Parce qu’un changement de modèle, ça commence aussi par un changement de récit.
📚 LIVRES INCONTOURNABLES
Capitalisme à impact, économie régénérative
• Manifeste pour un capitalisme d’intérêt général – Jean-Marc Borello
Le texte fondateur du Groupe SOS. Clair, accessible, concret. Une économie au service de la société, pas l’inverse.
• L’économie symbiotique – Isabelle Delannoy
Et si on s’inspirait de la nature pour régénérer l’économie ? Un livre brillant pour penser en écosystèmes.
• L’économie à impact – Frédéric Bardeau & Jean Moreau (Phenix)
Des cas concrets, des outils, des chiffres. Le capitalisme réinventé par ceux qui le pratiquent autrement.
• La théorie du Donut – Kate Raworth
Une nouvelle boussole pour sortir des excès du PIB. Entre justice sociale et respect des limites planétaires.
• L’entreprise du XXIe siècle sera politique ou ne sera plus – Eva Sadoun & Julia Faure
Un plaidoyer fort pour redonner du pouvoir à l’entreprise… mais autrement.
Futurs souhaitables et récits alternatifs
• Le capital au XXIe siècle – Thomas Piketty
Une référence sur l’histoire des inégalités et les dérives du capitalisme patrimonial.
Également adapté en documentaire (Netflix, Arte).
• The Green New Deal mondial – Jeremy Rifkin
Une vision ambitieuse d’un futur post-carbone, interconnecté. À lire avec recul, mais sans cynisme.
• Et si… on libérait notre imagination politique ? – Rob Hopkins
Un bijou d’enthousiasme concret. Pour celles et ceux qui veulent rêver… et bâtir.
• Utopies réalistes – Rutger Bregman
Revenu universel, semaine de 15h, ouverture des frontières : des idées audacieuses… sérieusement documentées.

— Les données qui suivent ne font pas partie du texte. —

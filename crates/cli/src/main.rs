use clap::{Parser, Subcommand};
use freakinbeats_core::{
    config::resolve_inventory_file, resolve, FacetCount, InventoryService, Listing, RecordUuid,
    SearchQuery, INVENTORY_FILE_ENV,
};
use std::path::PathBuf;

#[derive(Parser)]
#[command(name = "freakinbeats")]
#[command(about = "Freakinbeats record shop CLI")]
struct Cli {
    /// Inventory export to read (defaults to ingest/inventory.json)
    #[arg(long, global = true, env = INVENTORY_FILE_ENV)]
    inventory: Option<PathBuf>,

    #[command(subcommand)]
    command: Option<Commands>,
}

#[derive(Subcommand)]
enum Commands {
    /// Print the listing UUID found in a detail page path
    Resolve {
        /// Page path, e.g. /detail/550e8400-e29b-41d4-a716-446655440000
        path: String,
    },
    /// List all listings, newest first
    List,
    /// Show a single listing
    Show {
        /// Listing UUID
        uuid: String,
    },
    /// Search listings by artist or title
    Search {
        /// Text to look for
        query: String,
        /// Restrict to a genre
        #[arg(long)]
        genre: Option<String>,
        /// Restrict to a format (e.g. Vinyl)
        #[arg(long)]
        format: Option<String>,
        /// Restrict to an exact media condition (e.g. "Near Mint (NM or M-)")
        #[arg(long)]
        condition: Option<String>,
    },
    /// Print distinct artists, labels, years and conditions with counts
    Facets,
    /// Print inventory statistics
    Stats,
}

fn main() -> Result<(), Box<dyn std::error::Error>> {
    let cli = Cli::parse();

    match cli.command {
        Some(Commands::Resolve { path }) => match resolve(&path) {
            Some(uuid) => println!("{}", uuid),
            None => println!("absent"),
        },
        Some(Commands::List) => {
            let inventory = load_inventory(cli.inventory)?;
            if inventory.is_empty() {
                println!("No listings found.");
            }
            for listing in inventory.all() {
                print_summary(listing);
            }
        }
        Some(Commands::Show { uuid }) => {
            let uuid = RecordUuid::parse(&uuid)?;
            let inventory = load_inventory(cli.inventory)?;
            match inventory.get(&uuid) {
                Some(listing) => {
                    print_summary(listing);
                    if let Some(condition) = &listing.condition {
                        println!("  Condition: {}", condition);
                    }
                    if let Some(labels) = &listing.label_names {
                        println!("  Label: {}", labels);
                    }
                    if let Some(formats) = &listing.format_names {
                        println!("  Format: {}", formats);
                    }
                }
                None => eprintln!("No listing with UUID {}", uuid),
            }
        }
        Some(Commands::Search {
            query,
            genre,
            format,
            condition,
        }) => {
            let inventory = load_inventory(cli.inventory)?;
            let results = inventory.search(&SearchQuery {
                q: Some(query),
                artist: None,
                genre,
                format,
                condition,
            });
            if results.is_empty() {
                println!("No matches.");
            }
            for listing in results {
                print_summary(listing);
            }
        }
        Some(Commands::Facets) => {
            let facets = load_inventory(cli.inventory)?.facets();
            print_facets("Artists", &facets.artists);
            print_facets("Labels", &facets.labels);
            print_facets("Years", &facets.years);
            print_facets("Conditions", &facets.conditions);
            print_facets("Sleeve conditions", &facets.sleeve_conditions);
        }
        Some(Commands::Stats) => {
            let stats = load_inventory(cli.inventory)?.stats();
            println!("Total listings: {}", stats.total_listings);
            match stats.last_updated {
                Some(ts) => println!("Last updated: {}", ts.to_rfc3339()),
                None => println!("Last updated: never"),
            }
        }
        None => {
            println!("Use 'freakinbeats --help' for commands");
        }
    }

    Ok(())
}

fn load_inventory(
    override_file: Option<PathBuf>,
) -> Result<InventoryService, Box<dyn std::error::Error>> {
    let file = resolve_inventory_file(override_file)?;
    Ok(InventoryService::load(&file)?)
}

fn print_facets(title: &str, facets: &[FacetCount]) {
    println!("{} ({} unique)", title, facets.len());
    for facet in facets {
        println!("  {}: {}", facet.value, facet.count);
    }
}

fn print_summary(listing: &Listing) {
    let price = match (listing.price_value, listing.price_currency.as_deref()) {
        (Some(value), Some(currency)) => format!("{:.2} {}", value, currency),
        (Some(value), None) => format!("{:.2}", value),
        _ => "n/a".to_string(),
    };
    println!("{}  {}  [{}]", listing.uuid, listing.display_name(), price);
}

• Vers des mondes alternatifs – Servigne, Stevens, Chapelle
Une lecture pour comprendre les bascules en cours et explorer les pistes de transition profondes.
🎬 DOCUMENTAIRES INSPIRANTS
• Demain – Cyril Dion & Mélanie Laurent
Le film qui a réveillé des milliers d’initiatives. Agriculture, énergie, démocratie, économie… tout est lié.
• Bigger Than Us – Flore Vasseur
Des jeunes qui changent le monde, avec lucidité et force. Une claque de courage et d’espoir.
• The True Cost – Andrew Morgan
La face cachée de la fast fashion. Un indispensable pour comprendre l’impact social et écologique de nos achats.
• Le capital au XXIe siècle – Thomas Piketty (film)
La version accessible de son livre majeur, pour saisir l’origine des inégalités structurelles.
• Break Free – sur Time for the Planet (YouTube)
Une autre façon de lever un milliard pour sauver le climat. Radical, ouvert, inspirant.
Tu as maintenant de quoi penser, ressentir, partager… et surtout : passer à l’action.
Parce que la révolution économique ne viendra pas d’un coup.
Elle viendra de milliers de décisions conscientes, collectives et cohérentes.